Task details: The stretch from the line with "assert_ne!(a, b);" through the line with "assert_eq!(batch.len(), 2);" in the records below: write it out exactly, and nothing else.

________

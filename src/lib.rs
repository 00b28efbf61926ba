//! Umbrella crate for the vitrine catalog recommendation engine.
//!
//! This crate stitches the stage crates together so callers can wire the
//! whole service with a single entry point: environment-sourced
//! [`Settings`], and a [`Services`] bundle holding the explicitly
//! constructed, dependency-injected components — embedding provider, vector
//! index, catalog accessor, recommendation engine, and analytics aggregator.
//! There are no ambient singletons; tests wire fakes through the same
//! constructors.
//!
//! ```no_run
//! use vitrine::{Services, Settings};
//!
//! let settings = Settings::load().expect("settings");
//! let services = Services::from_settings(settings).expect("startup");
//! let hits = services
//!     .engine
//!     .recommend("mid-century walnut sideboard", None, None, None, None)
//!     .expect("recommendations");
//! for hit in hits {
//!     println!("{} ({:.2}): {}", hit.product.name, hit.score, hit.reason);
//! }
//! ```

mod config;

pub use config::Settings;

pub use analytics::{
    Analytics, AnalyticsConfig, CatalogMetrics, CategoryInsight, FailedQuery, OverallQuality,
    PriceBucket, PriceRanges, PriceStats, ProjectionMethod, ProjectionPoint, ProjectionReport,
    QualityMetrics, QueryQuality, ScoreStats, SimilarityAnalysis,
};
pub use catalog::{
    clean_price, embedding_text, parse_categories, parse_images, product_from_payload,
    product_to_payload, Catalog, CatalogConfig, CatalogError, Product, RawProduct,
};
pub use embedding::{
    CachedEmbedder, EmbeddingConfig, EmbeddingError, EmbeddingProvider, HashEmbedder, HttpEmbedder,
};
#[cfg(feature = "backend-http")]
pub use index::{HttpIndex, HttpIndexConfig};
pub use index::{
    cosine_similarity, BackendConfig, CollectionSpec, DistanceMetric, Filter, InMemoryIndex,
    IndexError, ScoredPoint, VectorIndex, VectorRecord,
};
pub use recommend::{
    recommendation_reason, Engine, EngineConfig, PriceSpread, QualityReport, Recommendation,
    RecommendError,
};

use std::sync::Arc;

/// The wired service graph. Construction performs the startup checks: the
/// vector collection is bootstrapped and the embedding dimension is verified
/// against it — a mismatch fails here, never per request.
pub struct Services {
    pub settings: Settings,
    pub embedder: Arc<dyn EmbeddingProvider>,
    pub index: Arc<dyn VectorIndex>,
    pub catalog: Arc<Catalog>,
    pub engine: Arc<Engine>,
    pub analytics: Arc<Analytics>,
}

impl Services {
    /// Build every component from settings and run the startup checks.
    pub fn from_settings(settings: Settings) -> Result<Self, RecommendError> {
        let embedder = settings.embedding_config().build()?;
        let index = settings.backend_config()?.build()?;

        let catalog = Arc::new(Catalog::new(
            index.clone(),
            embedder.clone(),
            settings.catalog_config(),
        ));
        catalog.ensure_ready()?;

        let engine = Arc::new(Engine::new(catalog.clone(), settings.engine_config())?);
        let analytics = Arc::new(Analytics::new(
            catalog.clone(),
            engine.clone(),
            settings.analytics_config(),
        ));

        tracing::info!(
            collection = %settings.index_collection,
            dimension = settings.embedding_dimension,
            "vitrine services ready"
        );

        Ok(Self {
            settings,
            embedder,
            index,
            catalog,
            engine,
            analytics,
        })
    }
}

________

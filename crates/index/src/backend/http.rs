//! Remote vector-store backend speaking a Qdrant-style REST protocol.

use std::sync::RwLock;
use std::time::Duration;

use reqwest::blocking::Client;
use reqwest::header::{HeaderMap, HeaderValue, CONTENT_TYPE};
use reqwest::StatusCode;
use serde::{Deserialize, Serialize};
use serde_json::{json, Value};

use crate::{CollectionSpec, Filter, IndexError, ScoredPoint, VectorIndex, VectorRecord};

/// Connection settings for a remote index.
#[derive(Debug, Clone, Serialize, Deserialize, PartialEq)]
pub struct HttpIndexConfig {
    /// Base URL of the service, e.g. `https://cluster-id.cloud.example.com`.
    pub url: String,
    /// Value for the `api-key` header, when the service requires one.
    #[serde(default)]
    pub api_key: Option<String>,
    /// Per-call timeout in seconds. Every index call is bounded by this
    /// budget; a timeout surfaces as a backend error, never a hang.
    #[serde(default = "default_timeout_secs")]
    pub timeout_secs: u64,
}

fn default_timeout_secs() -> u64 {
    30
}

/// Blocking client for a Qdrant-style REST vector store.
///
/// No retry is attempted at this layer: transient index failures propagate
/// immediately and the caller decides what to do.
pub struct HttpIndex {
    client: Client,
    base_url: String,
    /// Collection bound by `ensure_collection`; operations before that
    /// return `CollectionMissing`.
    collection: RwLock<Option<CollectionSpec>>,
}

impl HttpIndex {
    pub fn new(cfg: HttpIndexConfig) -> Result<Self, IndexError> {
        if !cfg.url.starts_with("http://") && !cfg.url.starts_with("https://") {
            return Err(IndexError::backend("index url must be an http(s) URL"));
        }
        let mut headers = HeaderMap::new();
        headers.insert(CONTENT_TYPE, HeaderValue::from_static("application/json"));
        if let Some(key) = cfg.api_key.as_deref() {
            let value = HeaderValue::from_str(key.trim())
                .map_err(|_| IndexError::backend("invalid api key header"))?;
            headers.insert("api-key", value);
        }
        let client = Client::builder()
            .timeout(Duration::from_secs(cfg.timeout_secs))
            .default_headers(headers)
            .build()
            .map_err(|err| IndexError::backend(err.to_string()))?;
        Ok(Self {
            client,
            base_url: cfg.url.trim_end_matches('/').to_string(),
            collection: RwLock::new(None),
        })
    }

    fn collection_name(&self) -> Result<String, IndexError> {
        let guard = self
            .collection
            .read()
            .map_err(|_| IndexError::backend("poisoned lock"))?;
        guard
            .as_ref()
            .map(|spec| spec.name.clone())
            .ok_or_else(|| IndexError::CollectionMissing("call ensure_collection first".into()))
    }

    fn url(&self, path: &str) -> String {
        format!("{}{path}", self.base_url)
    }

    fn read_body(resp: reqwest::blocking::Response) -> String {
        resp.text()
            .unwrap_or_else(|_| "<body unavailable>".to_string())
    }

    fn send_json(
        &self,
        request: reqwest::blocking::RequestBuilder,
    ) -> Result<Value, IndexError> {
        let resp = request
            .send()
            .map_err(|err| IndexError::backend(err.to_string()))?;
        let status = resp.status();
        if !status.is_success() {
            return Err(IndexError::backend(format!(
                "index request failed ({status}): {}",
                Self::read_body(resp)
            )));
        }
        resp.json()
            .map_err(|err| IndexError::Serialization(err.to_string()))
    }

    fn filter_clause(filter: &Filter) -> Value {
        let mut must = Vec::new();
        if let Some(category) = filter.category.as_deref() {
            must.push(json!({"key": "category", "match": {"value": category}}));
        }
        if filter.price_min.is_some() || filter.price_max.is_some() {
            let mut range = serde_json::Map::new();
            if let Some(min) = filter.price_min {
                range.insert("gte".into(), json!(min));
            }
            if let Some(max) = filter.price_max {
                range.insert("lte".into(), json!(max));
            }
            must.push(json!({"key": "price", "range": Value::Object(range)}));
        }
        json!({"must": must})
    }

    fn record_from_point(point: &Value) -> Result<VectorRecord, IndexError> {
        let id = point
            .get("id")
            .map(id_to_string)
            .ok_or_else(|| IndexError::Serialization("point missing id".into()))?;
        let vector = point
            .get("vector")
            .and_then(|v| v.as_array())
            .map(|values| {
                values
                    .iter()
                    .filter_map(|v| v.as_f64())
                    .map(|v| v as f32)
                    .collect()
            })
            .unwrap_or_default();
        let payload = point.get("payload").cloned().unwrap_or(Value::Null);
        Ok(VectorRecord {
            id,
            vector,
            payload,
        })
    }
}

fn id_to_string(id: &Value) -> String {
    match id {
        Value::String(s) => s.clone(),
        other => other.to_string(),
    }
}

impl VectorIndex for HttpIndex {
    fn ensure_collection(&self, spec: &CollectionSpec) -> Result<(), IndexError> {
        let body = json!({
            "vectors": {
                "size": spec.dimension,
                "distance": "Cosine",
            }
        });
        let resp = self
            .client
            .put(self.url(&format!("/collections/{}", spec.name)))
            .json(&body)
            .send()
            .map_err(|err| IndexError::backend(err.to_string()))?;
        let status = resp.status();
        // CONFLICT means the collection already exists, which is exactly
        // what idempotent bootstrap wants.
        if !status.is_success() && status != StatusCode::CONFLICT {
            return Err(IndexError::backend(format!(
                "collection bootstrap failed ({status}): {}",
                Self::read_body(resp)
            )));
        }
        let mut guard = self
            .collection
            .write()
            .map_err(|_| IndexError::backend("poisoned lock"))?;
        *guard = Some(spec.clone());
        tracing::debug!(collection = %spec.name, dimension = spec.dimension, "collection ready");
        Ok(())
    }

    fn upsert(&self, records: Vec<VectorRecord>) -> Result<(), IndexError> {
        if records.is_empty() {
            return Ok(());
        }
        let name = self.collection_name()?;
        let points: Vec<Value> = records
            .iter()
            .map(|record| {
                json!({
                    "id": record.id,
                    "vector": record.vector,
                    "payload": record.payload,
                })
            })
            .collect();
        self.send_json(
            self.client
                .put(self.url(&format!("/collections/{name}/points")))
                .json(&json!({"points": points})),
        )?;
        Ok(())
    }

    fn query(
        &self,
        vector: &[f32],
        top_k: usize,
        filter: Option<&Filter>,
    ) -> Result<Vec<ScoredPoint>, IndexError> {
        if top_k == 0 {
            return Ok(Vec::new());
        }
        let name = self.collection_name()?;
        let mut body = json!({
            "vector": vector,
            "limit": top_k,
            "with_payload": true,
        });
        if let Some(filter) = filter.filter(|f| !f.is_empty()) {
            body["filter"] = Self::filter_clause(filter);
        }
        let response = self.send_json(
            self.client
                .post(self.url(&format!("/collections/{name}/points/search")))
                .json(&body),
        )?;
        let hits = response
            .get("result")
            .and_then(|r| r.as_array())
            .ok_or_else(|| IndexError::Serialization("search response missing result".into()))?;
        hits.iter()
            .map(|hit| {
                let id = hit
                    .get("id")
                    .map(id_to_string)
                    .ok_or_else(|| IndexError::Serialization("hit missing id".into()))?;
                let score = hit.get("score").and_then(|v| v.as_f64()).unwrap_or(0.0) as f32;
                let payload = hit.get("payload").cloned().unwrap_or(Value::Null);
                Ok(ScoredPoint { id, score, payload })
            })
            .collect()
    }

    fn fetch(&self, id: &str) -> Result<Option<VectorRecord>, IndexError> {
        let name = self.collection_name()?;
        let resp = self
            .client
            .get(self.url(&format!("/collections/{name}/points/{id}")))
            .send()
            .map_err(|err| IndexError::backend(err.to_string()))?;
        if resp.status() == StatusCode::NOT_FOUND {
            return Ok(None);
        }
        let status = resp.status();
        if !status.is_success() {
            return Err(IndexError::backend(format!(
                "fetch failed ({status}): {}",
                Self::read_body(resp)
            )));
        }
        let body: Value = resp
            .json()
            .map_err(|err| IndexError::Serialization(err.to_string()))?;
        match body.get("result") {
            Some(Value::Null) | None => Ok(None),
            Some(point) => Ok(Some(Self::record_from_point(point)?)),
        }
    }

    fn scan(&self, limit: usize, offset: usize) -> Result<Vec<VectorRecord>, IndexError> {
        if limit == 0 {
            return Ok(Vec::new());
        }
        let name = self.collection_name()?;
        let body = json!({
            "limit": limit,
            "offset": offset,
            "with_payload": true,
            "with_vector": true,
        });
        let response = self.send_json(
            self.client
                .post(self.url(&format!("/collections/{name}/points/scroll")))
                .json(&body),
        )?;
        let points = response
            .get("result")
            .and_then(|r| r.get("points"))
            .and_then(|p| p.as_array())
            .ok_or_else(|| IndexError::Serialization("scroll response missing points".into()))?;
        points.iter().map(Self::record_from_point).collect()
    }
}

________

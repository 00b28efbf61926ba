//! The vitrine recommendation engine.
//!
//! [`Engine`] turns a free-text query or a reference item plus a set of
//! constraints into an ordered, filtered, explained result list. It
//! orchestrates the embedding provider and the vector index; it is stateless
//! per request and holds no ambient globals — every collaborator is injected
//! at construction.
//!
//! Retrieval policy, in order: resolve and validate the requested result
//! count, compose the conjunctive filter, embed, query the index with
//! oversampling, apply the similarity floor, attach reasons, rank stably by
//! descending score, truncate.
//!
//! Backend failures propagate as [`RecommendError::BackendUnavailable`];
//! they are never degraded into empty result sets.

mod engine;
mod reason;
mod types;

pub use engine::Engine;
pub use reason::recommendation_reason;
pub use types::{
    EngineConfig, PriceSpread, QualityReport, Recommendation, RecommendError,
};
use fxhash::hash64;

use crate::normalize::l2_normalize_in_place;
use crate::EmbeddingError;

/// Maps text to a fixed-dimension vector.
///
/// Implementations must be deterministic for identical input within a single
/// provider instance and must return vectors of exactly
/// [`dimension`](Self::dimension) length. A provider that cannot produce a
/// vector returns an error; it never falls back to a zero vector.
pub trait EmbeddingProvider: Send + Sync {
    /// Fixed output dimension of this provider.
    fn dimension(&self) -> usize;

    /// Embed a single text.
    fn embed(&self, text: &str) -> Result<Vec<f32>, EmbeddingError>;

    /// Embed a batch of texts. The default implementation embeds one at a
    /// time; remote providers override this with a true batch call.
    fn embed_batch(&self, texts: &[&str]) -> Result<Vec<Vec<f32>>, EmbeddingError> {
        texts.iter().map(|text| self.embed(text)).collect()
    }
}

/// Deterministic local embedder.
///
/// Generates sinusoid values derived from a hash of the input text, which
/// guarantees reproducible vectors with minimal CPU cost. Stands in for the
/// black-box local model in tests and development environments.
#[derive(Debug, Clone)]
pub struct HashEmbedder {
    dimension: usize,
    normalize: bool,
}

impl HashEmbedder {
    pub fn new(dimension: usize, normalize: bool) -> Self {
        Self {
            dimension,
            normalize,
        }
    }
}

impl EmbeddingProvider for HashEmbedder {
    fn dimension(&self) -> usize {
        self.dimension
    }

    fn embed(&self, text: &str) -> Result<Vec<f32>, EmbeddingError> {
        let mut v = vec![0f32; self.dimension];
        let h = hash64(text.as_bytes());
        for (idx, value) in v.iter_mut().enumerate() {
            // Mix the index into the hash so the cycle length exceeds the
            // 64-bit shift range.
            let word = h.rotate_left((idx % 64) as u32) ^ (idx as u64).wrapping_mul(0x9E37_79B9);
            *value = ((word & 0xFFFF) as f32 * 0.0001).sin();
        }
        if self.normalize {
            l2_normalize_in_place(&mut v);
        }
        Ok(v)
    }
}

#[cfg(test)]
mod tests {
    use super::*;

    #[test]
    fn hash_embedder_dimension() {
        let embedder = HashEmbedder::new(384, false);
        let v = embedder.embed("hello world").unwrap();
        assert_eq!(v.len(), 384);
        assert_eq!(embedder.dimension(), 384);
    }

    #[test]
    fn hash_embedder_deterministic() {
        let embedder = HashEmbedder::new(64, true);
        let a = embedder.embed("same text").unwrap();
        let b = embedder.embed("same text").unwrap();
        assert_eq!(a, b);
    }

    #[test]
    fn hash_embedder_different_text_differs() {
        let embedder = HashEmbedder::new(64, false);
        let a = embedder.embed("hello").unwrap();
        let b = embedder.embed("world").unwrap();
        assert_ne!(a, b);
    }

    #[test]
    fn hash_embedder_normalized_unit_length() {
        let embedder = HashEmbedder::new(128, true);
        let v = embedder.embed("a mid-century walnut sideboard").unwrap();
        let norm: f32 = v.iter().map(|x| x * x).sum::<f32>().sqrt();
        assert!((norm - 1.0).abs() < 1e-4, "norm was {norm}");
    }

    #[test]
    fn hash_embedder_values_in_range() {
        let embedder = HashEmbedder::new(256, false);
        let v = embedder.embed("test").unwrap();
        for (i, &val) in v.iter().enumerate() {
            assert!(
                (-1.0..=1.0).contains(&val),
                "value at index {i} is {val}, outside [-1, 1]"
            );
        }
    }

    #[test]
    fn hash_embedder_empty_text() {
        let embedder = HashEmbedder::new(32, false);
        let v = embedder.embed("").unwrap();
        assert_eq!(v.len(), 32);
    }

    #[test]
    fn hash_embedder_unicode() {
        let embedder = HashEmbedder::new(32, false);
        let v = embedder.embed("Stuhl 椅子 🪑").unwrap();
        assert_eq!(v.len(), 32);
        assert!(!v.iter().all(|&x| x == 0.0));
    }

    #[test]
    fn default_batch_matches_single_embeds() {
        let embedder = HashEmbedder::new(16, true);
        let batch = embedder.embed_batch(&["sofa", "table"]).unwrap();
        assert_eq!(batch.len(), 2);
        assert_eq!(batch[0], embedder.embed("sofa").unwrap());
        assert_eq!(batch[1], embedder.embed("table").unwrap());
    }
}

________

Response to the exercise:
        assert_ne!(a, b);
    }

    #[test]
    fn hash_embedder_normalized_unit_length() {
        let embedder = HashEmbedder::new(128, true);
        let v = embedder.embed("a mid-century walnut sideboard").unwrap();
        let norm: f32 = v.iter().map(|x| x * x).sum::<f32>().sqrt();
        assert!((norm - 1.0).abs() < 1e-4, "norm was {norm}");
    }

    #[test]
    fn hash_embedder_values_in_range() {
        let embedder = HashEmbedder::new(256, false);
        let v = embedder.embed("test").unwrap();
        for (i, &val) in v.iter().enumerate() {
            assert!(
                (-1.0..=1.0).contains(&val),
                "value at index {i} is {val}, outside [-1, 1]"
            );
        }
    }

    #[test]
    fn hash_embedder_empty_text() {
        let embedder = HashEmbedder::new(32, false);
        let v = embedder.embed("").unwrap();
        assert_eq!(v.len(), 32);
    }

    #[test]
    fn hash_embedder_unicode() {
        let embedder = HashEmbedder::new(32, false);
        let v = embedder.embed("Stuhl 椅子 🪑").unwrap();
        assert_eq!(v.len(), 32);
        assert!(!v.iter().all(|&x| x == 0.0));
    }

    #[test]
    fn default_batch_matches_single_embeds() {
        let embedder = HashEmbedder::new(16, true);
        let batch = embedder.embed_batch(&["sofa", "table"]).unwrap();
        assert_eq!(batch.len(), 2);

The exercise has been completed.